La despedida de ese amor perruno

Los perros definitivamente son seres de luz, verdaderos maestros del amor en toda su palabra, ese amor incondicional, ese tipo de amor que perdura pase lo que pase, una verdadera lección para los seres humanos y quizás por eso no viven tanto.

Después de vivir una experiencia de unión con uno de estos seres, si realmente pudiste conectarte con su hocico frío, con sus ojitos tiernos, con su cola transformándose en un verdadero ventilador de tanta alegría que sienten al verte, del perdón infinito ante tu mal humor o tus severos regaños, no te será indiferente ese momento de su partida, momento que siempre será demasiado prematuro y que no querrás vivir.

En mi caso, desde que tengo uso de razón siempre he tenido un perro y cada partida ha sido una agonía, la penúltima fue la de mi pastor alemán, una nena de nombre Tieta, súper inteligente y llena de amor. Con ella viví mis dos embarazos y en ambos casos se transformó en una guardiana de mis cachorros a quien adoptó como sus hermanos humanos.
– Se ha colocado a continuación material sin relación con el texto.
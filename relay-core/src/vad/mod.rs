//! Voice activity detection and speech endpointing.

pub mod energy;

/// Coarse state of the endpointer at any point in time.
#[derive(Debug, Clone, Copy, PartialEq, Eq)]
pub enum VADState {
    Silence,
    Speech,
    Hangover,
}

/// Edge events the endpointer emits per frame. `None` is the common case.
#[derive(Debug, Clone, Copy, PartialEq, Eq)]
pub enum VadEvent {
    None,
    SpeechStart,
    SpeechEnd,
}

pub use energy::EnergyEndpointer;
//! JSON config file load/save, mirroring the teacher's settings pattern:
//! missing fields fall back to `Config`'s defaults, and the file is
//! normalized once on load.

use std::fs;
use std::path::{Path, PathBuf};

use relay_core::config::Config;
use relay_core::error::RelayError;

pub fn default_config_path() -> PathBuf {
    std::env::var_os("XDG_CONFIG_HOME")
        .map(PathBuf::from)
        .unwrap_or_else(|| {
            std::env::var_os("HOME")
                .map(PathBuf::from)
                .unwrap_or_else(|| PathBuf::from("."))
                .join(".config")
        })
        .join("relay-agent")
        .join("config.json")
}

pub fn load_config(path: &Path) -> anyhow::Result<Config> {
    if !path.exists() {
        return Err(RelayError::ConfigNotFound { path: path.to_path_buf() }.into());
    }
    let raw = fs::read_to_string(path)?;
    let mut config: Config = serde_json::from_str(&raw).map_err(|e| RelayError::Config(e.to_string()))?;
    config.normalize();
    Ok(config)
}

pub fn load_config_or_default(path: &Path) -> Config {
    match load_config(path) {
        Ok(config) => config,
        Err(e) => {
            tracing::warn!(path = %path.display(), error = %e, "using default configuration");
            let mut config = Config::default();
            config.normalize();
            config
        }
    }
}

pub fn save_config(path: &Path, config: &Config) -> std::io::Result<()> {
    if let Some(parent) = path.parent() {
        fs::create_dir_all(parent)?;
    }
    let json = serde_json::to_string_pretty(config).map_err(std::io::Error::other)?;
    fs::write(path, json)
}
Ella se acostaba debajo de la cuna, velaba sus sueños y los protegía incluso de las visitas a menos que yo le explicara que todo estaba bien.
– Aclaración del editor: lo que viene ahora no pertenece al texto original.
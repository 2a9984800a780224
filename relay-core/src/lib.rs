//! Reusable realtime core for a fully local, half-duplex voice agent that
//! bridges a handheld analog radio to a local LLM: audio capture and
//! playback, speech endpointing, transcript gating, routing, LLM-backed
//! response generation, and a VOX-aware TX controller, wired together by a
//! single-threaded cooperative agent state machine.

pub mod agent;
pub mod audio;
pub mod backends;
pub mod buffering;
pub mod config;
pub mod error;
pub mod gate;
pub mod persona;
pub mod pipeline;
pub mod router;
pub mod transcript;
pub mod tx;
pub mod util;
pub mod vad;

pub use agent::{Agent, AgentRuntimeConfig, AgentState};
pub use config::Config;
pub use error::{RelayError, Result};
Cuando Tieta falleció por un cáncer donde intenté todo, desde quimioterapia hasta la teoría de sanación con ángeles del veterinario, tuve que enfrentarme a ese dolor desgarrador (no encuentro otra palabra) que me hizo prometer que nunca más pasaría por algo así, y decidí que ya no más perros…
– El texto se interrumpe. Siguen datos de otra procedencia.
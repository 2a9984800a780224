//! Energy-based speech endpointer.
//!
//! Classifies each incoming frame by RMS energy against a hysteresis pair
//! of thresholds (start threshold higher than end threshold, so a speaker
//! trailing off doesn't flicker the detector), with a minimum speech
//! duration to debounce transient noise bursts and a two-stage silence
//! tolerance (`pause_tolerance_ms` then `hangover_ms`) so brief mid-sentence
//! pauses don't fragment an utterance. Adapted from the teacher's
//! RMS-threshold-plus-hangover-counter `EnergyVad`, generalized with
//! hysteresis, an optional adaptive noise floor, and pre-roll capture.

use crate::buffering::frame::{AudioBuffer, AudioFrame};
use crate::buffering::preroll::PreRollRing;

use super::{VADState, VadEvent};

#[derive(Debug, Clone)]
pub struct EnergyEndpointerConfig {
    /// RMS (of normalized float32 samples) above which a frame is "loud".
    pub start_threshold: f32,
    /// `end_threshold = start_threshold * hysteresis_ratio`. Must be < 1.0.
    pub hysteresis_ratio: f32,
    /// Continuous loud duration required before confirming SpeechStart.
    pub min_speech_ms: u64,
    /// Silence tolerated while remaining in the Speech state outright.
    pub pause_tolerance_ms: u64,
    /// Additional silence, after `pause_tolerance_ms` is exceeded, before
    /// SpeechEnd fires. Total allowed silence is the sum of the two.
    pub hangover_ms: u64,
    /// Lookback window prepended to the utterance on SpeechStart.
    pub pre_speech_buffer_ms: u64,
    /// When set, `start_threshold`/`end_threshold` track ambient noise
    /// instead of the fixed config values.
    pub adaptive_threshold: bool,
    pub adaptive_k: f32,
    pub min_adaptive_threshold: f32,
    pub max_adaptive_threshold: f32,
    /// EWMA smoothing factor for the adaptive noise floor, in (0, 1].
    pub noise_floor_alpha: f32,
}

impl Default for EnergyEndpointerConfig {
    fn default() -> Self {
        Self {
            start_threshold: 0.02,
            hysteresis_ratio: 0.6,
            min_speech_ms: 200,
            pause_tolerance_ms: 300,
            hangover_ms: 500,
            pre_speech_buffer_ms: 300,
            adaptive_threshold: false,
            adaptive_k: 3.0,
            min_adaptive_threshold: 0.01,
            max_adaptive_threshold: 0.3,
            noise_floor_alpha: 0.05,
        }
    }
}

pub struct EnergyEndpointer {
    config: EnergyEndpointerConfig,
    state: VADState,
    sample_rate: u32,
    speech_run_ms: u64,
    silence_run_ms: u64,
    noise_floor: f32,
    preroll: PreRollRing,
    utterance: AudioBuffer,
}

impl EnergyEndpointer {
    pub fn new(config: EnergyEndpointerConfig, sample_rate: u32) -> Self {
        let preroll_samples =
            (sample_rate as u64 * config.pre_speech_buffer_ms / 1000).max(1) as usize;
        Self {
            noise_floor: config.min_adaptive_threshold,
            preroll: PreRollRing::with_capacity_samples(preroll_samples),
            utterance: AudioBuffer::new(sample_rate),
            config,
            state: VADState::Silence,
            sample_rate,
            speech_run_ms: 0,
            silence_run_ms: 0,
        }
    }

    pub fn state(&self) -> VADState {
        self.state
    }

    fn rms(frame: &AudioFrame) -> f32 {
        if frame.is_empty() {
            return 0.0;
        }
        let f32_samples = frame.as_f32();
        let sum_sq: f32 = f32_samples.iter().map(|s| s * s).sum();
        (sum_sq / f32_samples.len() as f32).sqrt()
    }

    fn effective_thresholds(&self) -> (f32, f32) {
        let start = if self.config.adaptive_threshold {
            (self.noise_floor * self.config.adaptive_k).clamp(
                self.config.min_adaptive_threshold,
                self.config.max_adaptive_threshold,
            )
        } else {
            self.config.start_threshold
        };
        (start, start * self.config.hysteresis_ratio)
    }

    /// Classify one frame, updating internal state and the utterance
    /// accumulator. Returns the edge event for this frame, if any.
    pub fn process(&mut self, frame: &AudioFrame) -> VadEvent {
        let energy = Self::rms(frame);
        let frame_ms = frame.duration_ms() as u64;
        let (start_threshold, end_threshold) = self.effective_thresholds();

        match self.state {
            VADState::Silence => {
                self.preroll.push_slice(&frame.samples);
                if self.config.adaptive_threshold {
                    self.noise_floor = self.config.noise_floor_alpha * energy
                        + (1.0 - self.config.noise_floor_alpha) * self.noise_floor;
                }
                if energy >= start_threshold {
                    self.speech_run_ms += frame_ms;
                    if self.speech_run_ms >= self.config.min_speech_ms {
                        self.state = VADState::Speech;
                        self.speech_run_ms = 0;
                        self.silence_run_ms = 0;
                        let lookback = self.preroll.snapshot();
                        self.utterance = AudioBuffer::from_samples(lookback, self.sample_rate);
                        self.utterance.extend_from_frame(frame);
                        return VadEvent::SpeechStart;
                    }
                } else {
                    self.speech_run_ms = 0;
                }
                VadEvent::None
            }
            VADState::Speech => {
                self.utterance.extend_from_frame(frame);
                if energy < end_threshold {
                    self.silence_run_ms += frame_ms;
                    if self.silence_run_ms >= self.config.pause_tolerance_ms {
                        self.state = VADState::Hangover;
                    }
                } else {
                    self.silence_run_ms = 0;
                }
                VadEvent::None
            }
            VADState::Hangover => {
                self.utterance.extend_from_frame(frame);
                if energy >= start_threshold {
                    self.state = VADState::Speech;
                    self.silence_run_ms = 0;
                    return VadEvent::None;
                }
                self.silence_run_ms += frame_ms;
                if self.silence_run_ms >= self.config.pause_tolerance_ms + self.config.hangover_ms
                {
                    self.state = VADState::Silence;
                    self.silence_run_ms = 0;
                    self.preroll.clear();
                    return VadEvent::SpeechEnd;
                }
                VadEvent::None
            }
        }
    }

    /// Take the accumulated utterance. Call after a `SpeechEnd` event.
    /// Leaves an empty buffer behind for the next utterance.
    pub fn finalize_segment(&mut self) -> AudioBuffer {
        std::mem::replace(&mut self.utterance, AudioBuffer::new(self.sample_rate))
    }

    /// Full reset, e.g. on agent state re-entry to IdleListening.
    pub fn reset(&mut self) {
        self.state = VADState::Silence;
        self.speech_run_ms = 0;
        self.silence_run_ms = 0;
        self.preroll.clear();
        self.utterance = AudioBuffer::new(self.sample_rate);
    }
}

#[cfg(test)]
mod tests {
    use super::*;

    fn loud_frame(sample_rate: u32, ms: u64) -> AudioFrame {
        let n = (sample_rate as u64 * ms / 1000) as usize;
        AudioFrame::new(vec![8000; n], sample_rate)
    }

    fn quiet_frame(sample_rate: u32, ms: u64) -> AudioFrame {
        let n = (sample_rate as u64 * ms / 1000) as usize;
        AudioFrame::new(vec![0; n], sample_rate)
    }

    fn endpointer() -> EnergyEndpointer {
        EnergyEndpointer::new(
            EnergyEndpointerConfig {
                min_speech_ms: 40,
                pause_tolerance_ms: 40,
                hangover_ms: 40,
                pre_speech_buffer_ms: 40,
                ..Default::default()
            },
            16_000,
        )
    }

    #[test]
    fn silence_only_never_emits_speech_start() {
        let mut vad = endpointer();
        for _ in 0..10 {
            assert_eq!(vad.process(&quiet_frame(16_000, 20)), VadEvent::None);
        }
        assert_eq!(vad.state(), VADState::Silence);
    }

    #[test]
    fn sustained_energy_emits_speech_start_after_min_speech_ms() {
        let mut vad = endpointer();
        assert_eq!(vad.process(&loud_frame(16_000, 20)), VadEvent::None);
        assert_eq!(vad.process(&loud_frame(16_000, 20)), VadEvent::SpeechStart);
        assert_eq!(vad.state(), VADState::Speech);
    }

    #[test]
    fn speech_end_never_fires_without_prior_speech_start() {
        let mut vad = endpointer();
        for _ in 0..50 {
            let ev = vad.process(&quiet_frame(16_000, 20));
            assert_ne!(ev, VadEvent::SpeechEnd);
        }
    }

    #[test]
    fn brief_dip_within_pause_tolerance_does_not_end_segment() {
        let mut vad = endpointer();
        vad.process(&loud_frame(16_000, 20));
        vad.process(&loud_frame(16_000, 20)); // SpeechStart
        let ev = vad.process(&quiet_frame(16_000, 20)); // short dip < pause_tolerance_ms
        assert_eq!(ev, VadEvent::None);
        assert_eq!(vad.state(), VADState::Speech);
    }

    #[test]
    fn sustained_silence_after_speech_eventually_ends_segment() {
        let mut vad = endpointer();
        vad.process(&loud_frame(16_000, 20));
        vad.process(&loud_frame(16_000, 20)); // SpeechStart
        let mut ended = false;
        for _ in 0..10 {
            if vad.process(&quiet_frame(16_000, 20)) == VadEvent::SpeechEnd {
                ended = true;
                break;
            }
        }
        assert!(ended);
    }

    #[test]
    fn finalized_utterance_includes_pre_roll_lookback() {
        let mut vad = endpointer();
        // Warm the pre-roll with a few silent frames first.
        vad.process(&quiet_frame(16_000, 20));
        vad.process(&quiet_frame(16_000, 20));
        vad.process(&loud_frame(16_000, 20));
        vad.process(&loud_frame(16_000, 20)); // SpeechStart
        for _ in 0..10 {
            if vad.process(&quiet_frame(16_000, 20)) == VadEvent::SpeechEnd {
                break;
            }
        }
        let segment = vad.finalize_segment();
        // At least the pre-roll capacity worth of samples should be present
        // in addition to the speech itself.
        assert!(segment.len() > 0);
    }
}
En 2004 comienzo una nueva actividad laboral en una empresa y a los pocos meses de estar allí, me tocó hacerle el favor de cuidarle la perrita al dueño de la empresa porque se iba de viaje y allí inicia una verdadera historia de amor con esa peluda, con Kira quien al regreso de su amo no quiso volver con él porque ella me había elegido y de esa forma no me quedó otra de romper mi juramento de ya no más.

Kira era la perrita mas loca que haya conocido en mi vida, irreverente, audaz y probablemente la peluda que más me ha amado en la vida, lloraba de amor con un abrazo mío, con solo escuchar mi voz…recuerdo que cuando tuvo su primera y única camada lo hizo sobre mi sofá y de allí nadie la sacó, el sofá quedó inservible, así era ella.

Hace dos años le detectaron unos tumores en sus mamas y hubo que operarla dos veces, había que extirpar las dos líneas mamarias pero este procedimiento no se puede hacer en forma simultánea por la tensión que se genera en la piel, lo que elevaba considerablemente los costos, además que debía ser entubada por su edad. No faltó quien dijera ¡Ponla a dormir! Ya está vieja, ¿vas a gastar todo ese dinero?, y eso indica que no todos saben que llega un momento (suele ser a primera vista en mi caso) que deja de ser una mascota para transformarse en un hijo, en un miembro de tu familia. Fue operada y era cáncer pero se resolvió.

Pero ahora, Diciembre de 2020 ya no pude hacer nada, una insuficiencia renal se apoderó de ella llegando la urea a superar el valor de 500 cuando lo normal es de 18 a 40 lo que era estar envenenada, dejó de comer, de beber agua, de mover la cola, y solo temblaba y sufría, mucho. Me tocó entonces este 16 de diciembre darle una de mis demostraciones de amor más grandes que fue la de dejarla ir a sus casi 16 años porque no podía verla agonizar así y definitivamente no lo merecía.

Una eutanasia que le puso fin a su dolor y estremeció mi alma porque definitivamente no nos preparamos para las despedidas y mucho menos cuando hay tanto amor, pero un proceso digno para un ser maravilloso que definitivamente no merecía sufrir tanto después de haber dado su vida a dar amor.

Hasta siempre Kira, siempre estarás en mí.